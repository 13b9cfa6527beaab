use std::path::PathBuf;

use anyhow::{Context, Result};
use clap::{Parser, ValueEnum};
use ivory_renderer::{scenes, HittableList, RenderSettings, Vec3};
use log::LevelFilter;
use rand::RngCore;

/// Log levels selectable from the command line
#[derive(Debug, Clone, ValueEnum)]
pub enum LogLevel {
    Error,
    Warn,
    Info,
    Debug,
    Trace,
}

impl From<LogLevel> for LevelFilter {
    fn from(level: LogLevel) -> Self {
        match level {
            LogLevel::Error => LevelFilter::Error,
            LogLevel::Warn => LevelFilter::Warn,
            LogLevel::Info => LevelFilter::Info,
            LogLevel::Debug => LevelFilter::Debug,
            LogLevel::Trace => LevelFilter::Trace,
        }
    }
}

/// Built-in scenes
#[derive(Debug, Clone, Copy, PartialEq, Eq, ValueEnum)]
pub enum SceneChoice {
    /// Ground, a grid of random small spheres and three large spheres
    Cover,
    /// Ground with one diffuse, one glass and one metal sphere
    ThreeSpheres,
}

impl SceneChoice {
    pub fn build(self, rng: &mut dyn RngCore) -> HittableList {
        match self {
            SceneChoice::Cover => scenes::cover(rng),
            SceneChoice::ThreeSpheres => scenes::three_spheres(),
        }
    }

    /// Camera framing for scenes that are not built around the default view.
    fn apply_view(self, settings: &mut RenderSettings) {
        if self == SceneChoice::ThreeSpheres {
            settings.look_from = Vec3::new(-2.0, 2.0, 1.0);
            settings.look_at = Vec3::new(0.0, 0.0, -1.0);
            settings.vfov = 20.0;
            settings.defocus_angle = 10.0;
            settings.focus_distance = 3.4;
        }
    }
}

#[derive(Parser, Debug)]
#[command(name = "ivory")]
#[command(about = "A Monte Carlo path tracer for spheres")]
pub struct Args {
    /// JSON settings file; flags given on the command line take precedence
    #[arg(short, long)]
    pub config: Option<PathBuf>,

    /// Image width in pixels
    #[arg(long)]
    pub width: Option<u32>,

    /// Image aspect ratio (width / height)
    #[arg(long)]
    pub aspect_ratio: Option<f32>,

    /// Number of samples per pixel
    #[arg(long, short = 's')]
    pub samples: Option<u32>,

    /// Maximum number of bounces per camera ray
    #[arg(long)]
    pub max_depth: Option<u32>,

    /// Vertical field of view in degrees
    #[arg(long)]
    pub fov: Option<f32>,

    /// Render on a single thread in scan-line order
    #[arg(long)]
    pub sequential: bool,

    /// Base sampling seed; a fresh one is drawn per render when omitted
    #[arg(long)]
    pub seed: Option<u64>,

    /// Main output file (.exr keeps linear HDR values, other formats are 8-bit)
    #[arg(short, long)]
    pub output: Option<PathBuf>,

    /// Output file for the pixel-coordinate debug image
    #[arg(long)]
    pub debug_output: Option<PathBuf>,

    /// Scene to render
    #[arg(long, value_enum, default_value = "cover")]
    pub scene: SceneChoice,

    /// Seed for scene generation
    #[arg(long)]
    pub scene_seed: Option<u64>,

    /// Set the logging level
    #[arg(long, value_enum, default_value = "info")]
    pub log_level: LogLevel,
}

impl Args {
    /// Resolve settings, then apply flag overrides.
    ///
    /// The base is the config file when one is given, otherwise the defaults
    /// framed for the chosen scene. A config file keeps its own camera.
    pub fn settings(&self) -> Result<RenderSettings> {
        let mut settings = match &self.config {
            Some(path) => RenderSettings::from_json_file(path)
                .with_context(|| format!("Failed to load settings from {}", path.display()))?,
            None => {
                let mut settings = RenderSettings::default();
                self.scene.apply_view(&mut settings);
                settings
            }
        };

        if let Some(width) = self.width {
            settings.image_width = width;
        }
        if let Some(aspect_ratio) = self.aspect_ratio {
            settings.aspect_ratio = aspect_ratio;
        }
        if let Some(samples) = self.samples {
            settings.samples_per_pixel = samples;
        }
        if let Some(max_depth) = self.max_depth {
            settings.max_depth = max_depth;
        }
        if let Some(fov) = self.fov {
            settings.vfov = fov;
        }
        if self.sequential {
            settings.use_threading = false;
        }
        if self.seed.is_some() {
            settings.seed = self.seed;
        }
        if let Some(output) = &self.output {
            settings.output = output.clone();
        }
        if let Some(debug_output) = &self.debug_output {
            settings.debug_output = debug_output.clone();
        }

        settings.validate().context("Invalid render settings")?;
        Ok(settings)
    }
}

+++

Every line above that includes the word "SceneChoice" must appear in the answer.

> [Response to the exercise]
pub enum SceneChoice {
impl SceneChoice {
            SceneChoice::Cover => scenes::cover(rng),
            SceneChoice::ThreeSpheres => scenes::three_spheres(),
        if self == SceneChoice::ThreeSpheres {
    pub scene: SceneChoice,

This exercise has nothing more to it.